EXCERPTED DATA:
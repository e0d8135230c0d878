//! Payment ledger: sequence-keyed payment records plus sync watermarks.
//!
//! Each payment is stored under the 8-byte big-endian value of the
//! `payments` sequence counter, so record order is insertion order. The
//! nested `paymentsSyncInfo` namespace holds two watermarks that only move
//! forward: the latest sent-payment time and the latest settled invoice
//! index. A record and its watermark updates commit as one transaction.

use paystore_core::{NamespaceMut, Store};
use tracing::debug;

use crate::error::{WalletDbError, WalletDbResult};
use crate::namespaces::{missing, LAST_SENT_PAYMENT_TIME, LAST_SETTLED_INDEX, PAYMENTS, PAYMENTS_SYNC_INFO};

/// Sync watermarks. Both are 0 until the first payment raises them.
#[derive(Debug, Clone, Copy, Default, PartialEq, Eq)]
pub struct SyncInfo {
    pub last_sent_payment_time: i64,
    pub last_settled_index: u64,
}

/// Payment ledger over a borrowed store.
#[derive(Debug, Clone, Copy)]
pub struct PaymentLedger<'a> {
    store: &'a Store,
}

impl<'a> PaymentLedger<'a> {
    pub fn new(store: &'a Store) -> Self {
        Self { store }
    }

    /// Append a payment record and merge the watermarks, atomically.
    ///
    /// Each watermark is raised only when the candidate is strictly greater
    /// than the stored value; pass 0 for a watermark that does not apply.
    /// Returns the sequence number the record was stored under.
    pub fn add_payment(&self, record: &[u8], received_index: u64, sent_time: u64) -> WalletDbResult<u64> {
        self.store.update(|tx| {
            let mut payments = tx.namespace_mut(PAYMENTS).ok_or_else(|| missing(PAYMENTS))?;
            let id = payments.next_sequence()?;
            payments.put(&id.to_be_bytes(), record)?;

            let mut sync = payments
                .into_namespace_mut(PAYMENTS_SYNC_INFO)
                .ok_or_else(|| missing(PAYMENTS_SYNC_INFO))?;
            raise_watermark(&mut sync, LAST_SENT_PAYMENT_TIME, sent_time)?;
            raise_watermark(&mut sync, LAST_SETTLED_INDEX, received_index)?;

            debug!(id, received_index, sent_time, "Added payment");
            Ok(id)
        })
    }

    /// Every payment record in insertion order.
    pub fn fetch_all_payments(&self) -> WalletDbResult<Vec<Vec<u8>>> {
        self.store.view(|tx| {
            let payments = tx.namespace(PAYMENTS).ok_or_else(|| missing(PAYMENTS))?;
            Ok(payments.records().map(|(_, value)| value.to_vec()).collect())
        })
    }

    /// Current watermarks; `(0, 0)` when no payment has been added.
    pub fn fetch_sync_info(&self) -> WalletDbResult<SyncInfo> {
        self.store.view(|tx| {
            let sync = tx
                .namespace(PAYMENTS)
                .ok_or_else(|| missing(PAYMENTS))?
                .namespace(PAYMENTS_SYNC_INFO)
                .ok_or_else(|| missing(PAYMENTS_SYNC_INFO))?;
            Ok(SyncInfo {
                last_sent_payment_time: decode_watermark(LAST_SENT_PAYMENT_TIME, sync.get(LAST_SENT_PAYMENT_TIME))?
                    as i64,
                last_settled_index: decode_watermark(LAST_SETTLED_INDEX, sync.get(LAST_SETTLED_INDEX))?,
            })
        })
    }

    /// Number of payment records.
    pub fn payment_count(&self) -> WalletDbResult<usize> {
        self.store.view(|tx| {
            let payments = tx.namespace(PAYMENTS).ok_or_else(|| missing(PAYMENTS))?;
            Ok(payments.records().count())
        })
    }
}

/// Absent is 0; anything but 8 bytes is malformed.
fn decode_watermark(key: &[u8], value: Option<&[u8]>) -> WalletDbResult<u64> {
    let Some(bytes) = value else {
        return Ok(0);
    };
    let raw: [u8; 8] = bytes.try_into().map_err(|_| WalletDbError::MalformedWatermark {
        key: String::from_utf8_lossy(key).into_owned(),
        len: bytes.len(),
    })?;
    Ok(u64::from_be_bytes(raw))
}

fn raise_watermark(sync: &mut NamespaceMut<'_>, key: &[u8], candidate: u64) -> WalletDbResult<()> {
    let current = decode_watermark(key, sync.get(key))?;
    if candidate > current {
        sync.put(key, &candidate.to_be_bytes())?;
    }
    Ok(())
}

DESCRIPTION OF THE TASK: A faithful transcription of all the material is what this exercise calls for.

YOUR RESPONSE:
repository e0d8135230c0d878
//! Payment ledger: sequence-keyed payment records plus sync watermarks.
//!
//! Each payment is stored under the 8-byte big-endian value of the
//! `payments` sequence counter, so record order is insertion order. The
//! nested `paymentsSyncInfo` namespace holds two watermarks that only move
//! forward: the latest sent-payment time and the latest settled invoice
//! index. A record and its watermark updates commit as one transaction.

use paystore_core::{NamespaceMut, Store};
use tracing::debug;

use crate::error::{WalletDbError, WalletDbResult};
use crate::namespaces::{missing, LAST_SENT_PAYMENT_TIME, LAST_SETTLED_INDEX, PAYMENTS, PAYMENTS_SYNC_INFO};

/// Sync watermarks. Both are 0 until the first payment raises them.
#[derive(Debug, Clone, Copy, Default, PartialEq, Eq)]
pub struct SyncInfo {
    pub last_sent_payment_time: i64,
    pub last_settled_index: u64,
}

/// Payment ledger over a borrowed store.
#[derive(Debug, Clone, Copy)]
pub struct PaymentLedger<'a> {
    store: &'a Store,
}

impl<'a> PaymentLedger<'a> {
    pub fn new(store: &'a Store) -> Self {
        Self { store }
    }

    /// Append a payment record and merge the watermarks, atomically.
    ///
    /// Each watermark is raised only when the candidate is strictly greater
    /// than the stored value; pass 0 for a watermark that does not apply.
    /// Returns the sequence number the record was stored under.
    pub fn add_payment(&self, record: &[u8], received_index: u64, sent_time: u64) -> WalletDbResult<u64> {
        self.store.update(|tx| {
            let mut payments = tx.namespace_mut(PAYMENTS).ok_or_else(|| missing(PAYMENTS))?;
            let id = payments.next_sequence()?;
            payments.put(&id.to_be_bytes(), record)?;

            let mut sync = payments
                .into_namespace_mut(PAYMENTS_SYNC_INFO)
                .ok_or_else(|| missing(PAYMENTS_SYNC_INFO))?;
            raise_watermark(&mut sync, LAST_SENT_PAYMENT_TIME, sent_time)?;
            raise_watermark(&mut sync, LAST_SETTLED_INDEX, received_index)?;

            debug!(id, received_index, sent_time, "Added payment");
            Ok(id)
        })
    }

    /// Every payment record in insertion order.
    pub fn fetch_all_payments(&self) -> WalletDbResult<Vec<Vec<u8>>> {
        self.store.view(|tx| {
            let payments = tx.namespace(PAYMENTS).ok_or_else(|| missing(PAYMENTS))?;
            Ok(payments.records().map(|(_, value)| value.to_vec()).collect())
        })
    }

    /// Current watermarks; `(0, 0)` when no payment has been added.
    pub fn fetch_sync_info(&self) -> WalletDbResult<SyncInfo> {
        self.store.view(|tx| {
            let sync = tx
                .namespace(PAYMENTS)
                .ok_or_else(|| missing(PAYMENTS))?
                .namespace(PAYMENTS_SYNC_INFO)
                .ok_or_else(|| missing(PAYMENTS_SYNC_INFO))?;
            Ok(SyncInfo {
                last_sent_payment_time: decode_watermark(LAST_SENT_PAYMENT_TIME, sync.get(LAST_SENT_PAYMENT_TIME))?
                    as i64,
                last_settled_index: decode_watermark(LAST_SETTLED_INDEX, sync.get(LAST_SETTLED_INDEX))?,
            })
        })
    }

    /// Number of payment records.
    pub fn payment_count(&self) -> WalletDbResult<usize> {
        self.store.view(|tx| {
            let payments = tx.namespace(PAYMENTS).ok_or_else(|| missing(PAYMENTS))?;
            Ok(payments.records().count())
        })
    }
}

/// Absent is 0; anything but 8 bytes is malformed.
fn decode_watermark(key: &[u8], value: Option<&[u8]>) -> WalletDbResult<u64> {
    let Some(bytes) = value else {
        return Ok(0);
    };
    let raw: [u8; 8] = bytes.try_into().map_err(|_| WalletDbError::MalformedWatermark {
        key: String::from_utf8_lossy(key).into_owned(),
        len: bytes.len(),
    })?;
    Ok(u64::from_be_bytes(raw))
}

fn raise_watermark(sync: &mut NamespaceMut<'_>, key: &[u8], candidate: u64) -> WalletDbResult<()> {
    let current = decode_watermark(key, sync.get(key))?;
    if candidate > current {
        sync.put(key, &candidate.to_be_bytes())?;
    }
    Ok(())
}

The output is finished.